The SNP leader said her officials were trying to be “as fair as possible” and hoped the chancellor’s announcement earlier in the day would enable the Scottish Government to increase the level of support available to businesses.
“We have to put packages together that recognise that there is a difference, and I appreciate that this difference in practice may be less than it appears to be in theory,” Ms Sturgeon said.
“But there is a difference between a business that is just not allowed legally to open and one that has restrictions on it but can still stay open and trade in some way.
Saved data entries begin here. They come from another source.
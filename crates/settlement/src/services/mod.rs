//! External collaborator traits and in-memory implementations.

pub mod drivers;
pub mod merchants;
pub mod notifier;
pub mod routing;
pub mod zones;

use std::sync::Arc;

pub use drivers::{DriverDirectory, InMemoryDriverDirectory};
pub use merchants::{InMemoryMerchantDirectory, MerchantDirectory, MerchantProfile};
pub use notifier::{InMemoryNotifier, LoggingNotifier, MerchantNotification, Notifier};
pub use routing::{
    DEFAULT_AVERAGE_SPEED_KMH, DEFAULT_ROUTING_TIMEOUT, ResilientRouter, RouteResolver,
    StraightLineRouter,
};
pub use zones::{DeliveryZone, InMemoryZoneDirectory, ZoneDirectory, ZoneStatus};

/// Everything the engine consults outside the event store.
#[derive(Clone)]
pub struct Collaborators {
    pub zones: Arc<dyn ZoneDirectory>,
    pub drivers: Arc<dyn DriverDirectory>,
    pub merchants: Arc<dyn MerchantDirectory>,
    pub router: ResilientRouter,
    pub notifier: Arc<dyn Notifier>,
}

impl Collaborators {
    pub fn new(
        zones: Arc<dyn ZoneDirectory>,
        drivers: Arc<dyn DriverDirectory>,
        merchants: Arc<dyn MerchantDirectory>,
        router: ResilientRouter,
        notifier: Arc<dyn Notifier>,
    ) -> Self {
        Self {
            zones,
            drivers,
            merchants,
            router,
            notifier,
        }
    }

    /// Empty in-memory directories, straight-line routing and log-only
    /// notifications.
    pub fn in_memory() -> Self {
        Self::new(
            Arc::new(InMemoryZoneDirectory::default()),
            Arc::new(InMemoryDriverDirectory::new()),
            Arc::new(InMemoryMerchantDirectory::new()),
            ResilientRouter::default(),
            Arc::new(LoggingNotifier),
        )
    }
}

impl std::fmt::Debug for Collaborators {
    fn fmt(&self, f: &mut std::fmt::Formatter<'_>) -> std::fmt::Result {
        f.debug_struct("Collaborators")
            .field("router", &self.router)
            .finish_non_exhaustive()
    }
}
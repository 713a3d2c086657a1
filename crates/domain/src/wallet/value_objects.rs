//! Ledger value objects.

use chrono::{DateTime, Utc};
use common::{AggregateId, DriverId, MerchantId, UserId};
use serde::{Deserialize, Serialize};
use uuid::Uuid;

use crate::values::Money;

common::uuid_id! {
    /// Ledger entry identifier.
    TransactionId
}

common::uuid_id! {
    /// Withdrawal request identifier.
    WithdrawalId
}

/// Namespace for deriving wallet stream ids from their owners.
const WALLET_NAMESPACE: Uuid = Uuid::from_u128(0x6f1c_2a7e_93b4_4d0a_8c55_1e0b_7d2f_a341);

/// Who a wallet belongs to. Drivers hold user wallets.
#[derive(Debug, Clone, Copy, PartialEq, Eq, Hash, Serialize, Deserialize)]
#[serde(tag = "kind", content = "id", rename_all = "snake_case")]
pub enum WalletOwner {
    User(UserId),
    Merchant(MerchantId),
}

impl WalletOwner {
    pub fn driver(driver_id: DriverId) -> Self {
        WalletOwner::User(driver_id.into())
    }

    /// Stream id of this owner's wallet. The same owner always maps to the
    /// same wallet, so the wallet can be opened by its first credit.
    pub fn wallet_id(&self) -> AggregateId {
        let name = self.to_string();
        AggregateId::from_uuid(Uuid::new_v5(&WALLET_NAMESPACE, name.as_bytes()))
    }

    pub fn kind(&self) -> &'static str {
        match self {
            WalletOwner::User(_) => "user",
            WalletOwner::Merchant(_) => "merchant",
        }
    }

    /// Builds an owner from its kind (`user`, `driver` or `merchant`) and id.
    pub fn parse(kind: &str, id: Uuid) -> Option<Self> {
        match kind {
            "user" | "driver" => Some(WalletOwner::User(UserId::from_uuid(id))),
            "merchant" => Some(WalletOwner::Merchant(MerchantId::from_uuid(id))),
            _ => None,
        }
    }
}

impl std::fmt::Display for WalletOwner {
    fn fmt(&self, f: &mut std::fmt::Formatter<'_>) -> std::fmt::Result {
        match self {
            WalletOwner::User(id) => write!(f, "user:{id}"),
            WalletOwner::Merchant(id) => write!(f, "merchant:{id}"),
        }
    }
}

#[derive(Debug, Clone, Copy, PartialEq, Eq, Serialize, Deserialize)]
#[serde(rename_all = "SCREAMING_SNAKE_CASE")]
pub enum TransactionKind {
    Credit,
    Debit,
}

#[derive(Debug, Clone, Copy, PartialEq, Eq, Serialize, Deserialize)]
#[serde(rename_all = "SCREAMING_SNAKE_CASE")]
pub enum TransactionStatus {
    Pending,
    Completed,
    Failed,
}

/// Immutable ledger entry.
#[derive(Debug, Clone, PartialEq, Eq, Serialize, Deserialize)]
pub struct Transaction {
    pub id: TransactionId,
    pub wallet_id: AggregateId,
    pub order_id: Option<AggregateId>,
    /// Always positive; the direction is given by `kind`.
    pub amount: Money,
    pub kind: TransactionKind,
    pub status: TransactionStatus,
    pub description: String,
    #[serde(default, skip_serializing_if = "Option::is_none")]
    pub idempotency_key: Option<String>,
    pub created_at: DateTime<Utc>,
}

impl Transaction {
    /// Effect on the balance if the entry is completed, zero otherwise.
    pub fn signed_amount(&self) -> Money {
        match (self.status, self.kind) {
            (TransactionStatus::Completed, TransactionKind::Credit) => self.amount,
            (TransactionStatus::Completed, TransactionKind::Debit) => Money::zero() - self.amount,
            _ => Money::zero(),
        }
    }
}

/// Request to credit a wallet.
#[derive(Debug, Clone)]
pub struct Credit {
    pub amount: Money,
    pub order_id: Option<AggregateId>,
    pub description: String,
    pub idempotency_key: Option<String>,
}

impl Credit {
    /// The driver's share of an order's delivery fee.
    pub fn delivery_earnings(order_id: AggregateId, amount: Money) -> Self {
        Self {
            amount,
            order_id: Some(order_id),
            description: format!("Delivery earnings for order {order_id}"),
            idempotency_key: Some(earnings_key(order_id)),
        }
    }
}

/// Idempotency key of the earnings credit for an order.
pub fn earnings_key(order_id: AggregateId) -> String {
    format!("{order_id}:earnings")
}

/// Idempotency key of the refund for a failed withdrawal.
pub fn refund_key(withdrawal_id: WithdrawalId) -> String {
    format!("{withdrawal_id}:refund")
}

/// Idempotency key of the debit backing a withdrawal.
pub fn withdrawal_key(withdrawal_id: WithdrawalId) -> String {
    format!("{withdrawal_id}:withdrawal")
}

#[derive(Debug, Clone, Copy, PartialEq, Eq, Serialize, Deserialize)]
#[serde(rename_all = "SCREAMING_SNAKE_CASE")]
pub enum WithdrawalStatus {
    Initialization,
    Pending,
    Completed,
    Failed,
}

impl WithdrawalStatus {
    /// Still waiting for the payout to resolve.
    pub fn is_open(&self) -> bool {
        matches!(
            self,
            WithdrawalStatus::Initialization | WithdrawalStatus::Pending
        )
    }
}

impl std::fmt::Display for WithdrawalStatus {
    fn fmt(&self, f: &mut std::fmt::Formatter<'_>) -> std::fmt::Result {
        let s = match self {
            WithdrawalStatus::Initialization => "INITIALIZATION",
            WithdrawalStatus::Pending => "PENDING",
            WithdrawalStatus::Completed => "COMPLETED",
            WithdrawalStatus::Failed => "FAILED",
        };
        write!(f, "{s}")
    }
}

#[derive(Debug, Clone, PartialEq, Eq, Serialize, Deserialize)]
pub struct Withdrawal {
    pub id: WithdrawalId,
    pub amount: Money,
    pub payout_phone: String,
    pub status: WithdrawalStatus,
    pub payout_reference: Option<String>,
    pub failure_reason: Option<String>,
    pub debit_transaction_id: TransactionId,
    pub requested_at: DateTime<Utc>,
    pub settled_at: Option<DateTime<Utc>>,
}

/// How the external payout ended.
#[derive(Debug, Clone, PartialEq, Eq, Serialize, Deserialize)]
#[serde(tag = "outcome", rename_all = "snake_case")]
pub enum PayoutOutcome {
    Succeeded,
    Failed { reason: String },
}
So there is always going to be a difference in the support that is provided.”
Meanwhile, the Scottish Beer and Pub Association, Scottish Licensed Trade Association, UKHospitality, the Scottish Hospitality Group and the Night Time Industries Association have commenced legal action against current restrictions.
In a statement, the group said operators were under “intense pressure” and were “fighting for the very survival of their businesses and for the jobs that they provide”.
The Scottish Government was served with notice of the action on Wednesday morning after the trade bodies received an opinion by prominent legal expert Aidan O’Neill QC advising that a Judicial Review would be warranted.
The letter requests a response from the Scottish Government before 4pm on Wednesday, failing which matters could move forward to a Petition for Judicial Review.
The group’s spokesman, Paul Waterson, said it understands and entirely supports the goal of suppressing the virus but the sector “is at breaking point”.
He said: “Despite having more mitigation measures than other sectors and the vast majority of operators going above-and-beyond in ensuring customer safety, our sector has been repeatedly targeted without consultation and without the evidence.
“Anecdotal evidence is not the way to go about making government decisions and the sector should not be used as a balance to uncontrollable risks in other far less regulated and unmonitored sectors.”
Mr Waterson pointed to evidence published in Northern Ireland which suggests hospitality closures have around 0.1 to 0.2% impact on transmission rate and measures were instead used to ensure behavioural and policy compliance in other areas.
He said the industry had been “held up as a sacrificial lamb” and the group did not believe measures in Scotland had been proportionate or backed up by evidence.
“The industry simply cannot endure the extension of the current restriction, further restrictive measures expected from the 2nd of November or get into a stop start situation,” Mr Waterson said.
“We are now facing the end of our industry as we know it. The battle is now on to save the hospitality sector.”